Let’s keep a good thing going: Congress urged to save the EB-5 Program - by Debbie Klis

August 20, 2019 - Spotlights
Debbie Klis,
POLSINELLI

The November 21st, 2019 effective date of U.S. Citizenship and Immigration Services (USCIS) new EB-5 program modernization rule is approaching fast. The new rule will increase the minimum investment amount per investor to $900,000 for projects in a “Targeted Employment Area” (TEA) and to $1.8 million for projects outside of a TEA. The EB-5 program is a merit-based immigration category that promotes U.S. job creation through foreign direct investment that has been around since the early 1990’s. The EB-5 program’s popularity grew significantly during the Great Recession when access to capital was halted or diminished and has remained popular. Many attribute much of the United States’ quick rebound from and stability following the Great Recession to the significant foreign investment through the EB-5 program.

Developers are scrambling to commence and complete fundraising for current and future projects in their pipeline before the effective date of the increase with good reason. The new rule abolishes decades of state sovereignty to determine whether a project is located in a TEA within their state. Failure to qualify as a TEA means the applicable investment amount changes to $1.8 million not $900,000 under the new rules, which would represent a 73% increase over the current rules prescribing for a $500,000 investment for projects in a TEA.

Ceding TEA determination to USCIS means that projects in affluent areas located adjacent to high unemployment areas may no longer receive TEA designation notwithstanding that the residents of the surrounding census tracts would have travelled to the project site for construction and permanent jobs. Practically speaking, it means that a real estate project on Fifth Ave. that currently qualifies as a TEA, because the state of New York permits use of unemployment data in adjacent census tracts through Brooklyn, Bronx, etc., probably will no longer qualify as a TEA under the new rules. Projects in affluent census tracts are advised to complete fundraising by November 20th or risk a per-investor increase, potentially, to $1.8 million instead of $900,000 if the applicable census tract no longer qualifies as a TEA. 

Unless Congress enacts legislation to amend the new rules before November 21st, the coming months may yield the final reign of the EB-5 Program. There are many areas of the EB-5 Program to improve upon to increase its effectiveness such as providing for additional annual visas and providing greater specificity on what USCIS will rely in rendering TEA determinations. While rural areas will continue to qualify as TEAs, the new rules limit TEA determination to projects located in a single census tract, contiguous census tracts, or census tracts directly adjacent to a census tract, that qualify under federally published data showing an unemployment rate of 150% of the national average. The new rules sought to eliminate “aggressive” practices of snaking census tracts together. The lack of definitive criteria regarding sources of data and methods to assess TEA eligibility under the new rules is expected to cause significant strain on economists and increase risk to investors. Developers in metropolitan areas are holding out hope that Congress will step in to remedy these shortcomings to prevent the inevitable and profound curtailment in foreign investment in their city. 
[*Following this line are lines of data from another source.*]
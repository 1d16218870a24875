//! Artist/title extraction from audio file names

use std::path::Path;

const SEPARATOR: &str = " - ";

/// Parse `(artist, title)` from a file named like `Artist - Title.mp3`.
///
/// The stem is split at the first `" - "`; both halves are trimmed. Returns
/// `None` when the separator is missing or either half is empty.
pub fn parse_artist_title(path: impl AsRef<Path>) -> Option<(String, String)> {
    let stem = path.as_ref().file_stem()?.to_str()?;
    let (artist, title) = stem.split_once(SEPARATOR)?;

    let artist = artist.trim();
    let title = title.trim();
    if artist.is_empty() || title.is_empty() {
        return None;
    }

    Some((artist.to_string(), title.to_string()))
}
The EB-5 Coalition commissioned a report released in March 2019 that revealed that during the past two years approximately $11 billion in capital investment in U.S. real estate and businesses occurred through the EB-5 program. The report supplements a study by American Action Forum in January 2018 that revealed that investors in the EB-5 program invested more than $20 billion in the U.S. economy from 2009 to 2018; investment through the EB-5 program during these ten years equates to 40,000 investors who created at least 400,000 jobs. The American Action Forum study showed an investment of $5 billion in 2017 through the EB-5 program and an associated actual job creation of more than 174,000 jobs, which represents approximately 16 jobs per investor, which exceeds the ten jobs per investor requirement. 

The foregoing data demonstrates the EB-5 program’s profound value to the current U.S. economy and job numbers as well as demonstrates the tragedy of its demise. The EB-5 Program should be kept out of the immigration debate and supported to continue U.S. job creation and investment that benefits American interests. Congress is urged to step in and amend or overrule USCIS’s new rule on the investment amount and TEA determination and increase visa numbers.

Debbie Klis is an attorney at POLSINELLI, Washington, D.C.